EVA® is a measure designed to recognise the shareholder requirement to generate a satisfactory return on the economic capital invested in the business. If the business produces profit in excess of its cost of capital then value is being created for shareholders. To align management's interests with those of shareholders, senior management is required to place a significant percentage of their total remuneration at risk, dependent upon performance against EVA® annual growth targets.

In order to encourage longer term management decision making and sustained value creation, the Group sets EVA® growth targets for 3 year periods.

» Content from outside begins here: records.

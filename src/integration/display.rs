//! Interactive display surfaces.

use std::io::BufRead;
use std::sync::mpsc::{self, Receiver, TryRecvError};
use std::thread;

use log::info;

use crate::Frame;
use crate::metrics::Metrics;

/// What the operator asked for after a frame was shown.
#[derive(Debug, Clone, Copy, PartialEq, Eq)]
pub enum DisplayEvent {
    Continue,
    Quit,
}

/// Presents annotated frames to an operator.
pub trait DisplaySurface {
    fn show(&mut self, frame_idx: u64, frame: &Frame, metrics: &Metrics) -> DisplayEvent;

    /// Release the surface. Called once when the run ends.
    fn close(&mut self) {}
}

/// Terminal status display.
///
/// Logs one status line per frame. Entering `q` on stdin requests a quit,
/// which is picked up at the next frame boundary.
pub struct ConsoleDisplay {
    quit_rx: Receiver<()>,
}

impl ConsoleDisplay {
    pub fn new() -> Self {
        let (quit_tx, quit_rx) = mpsc::channel();
        // Detached: a blocked stdin read must not hold up shutdown.
        thread::spawn(move || {
            for line in std::io::stdin().lock().lines() {
                let Ok(line) = line else { break };
                if line.trim().eq_ignore_ascii_case("q") {
                    let _ = quit_tx.send(());
                    break;
                }
            }
        });
        info!("Display enabled, enter 'q' to stop");
        Self { quit_rx }
    }

    #[cfg(test)]
    fn with_receiver(quit_rx: Receiver<()>) -> Self {
        Self { quit_rx }
    }
}

impl Default for ConsoleDisplay {
    fn default() -> Self {
        Self::new()
    }
}

impl DisplaySurface for ConsoleDisplay {
    fn show(&mut self, frame_idx: u64, frame: &Frame, metrics: &Metrics) -> DisplayEvent {
        let (width, height) = frame.dimensions();
        info!("frame {frame_idx} ({width}x{height}) {metrics}");
        match self.quit_rx.try_recv() {
            Ok(()) => DisplayEvent::Quit,
            Err(TryRecvError::Empty) | Err(TryRecvError::Disconnected) => DisplayEvent::Continue,
        }
    }
}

The Group's EVA® target of 5% compound growth per annum was set in 2000, for the 3 years ending September 2003.

EVA®'s Net Operating Profit After Tax (NOPAT) is based on pre-tax profit, and includes the calculated benefit of imputation credits earned by paying Australian tax. EVA®'s capital charge is based on an 11.5% cost of capital, applied to a calculation of economic capital that is based on shareholders equity.

EVA®'s NOPAT grew by 8.8% and the capital charge was flat compared to the 2002 year. The growth in EVA® over the year was $384 million or 30%.

The first 3 year EVA® cycle concluded in September 2003. Following a review by Stern Stewart it is proposed to simplify the EVA® framework effective 1 October 2003, with adjustments to both NOPAT and capital calculations.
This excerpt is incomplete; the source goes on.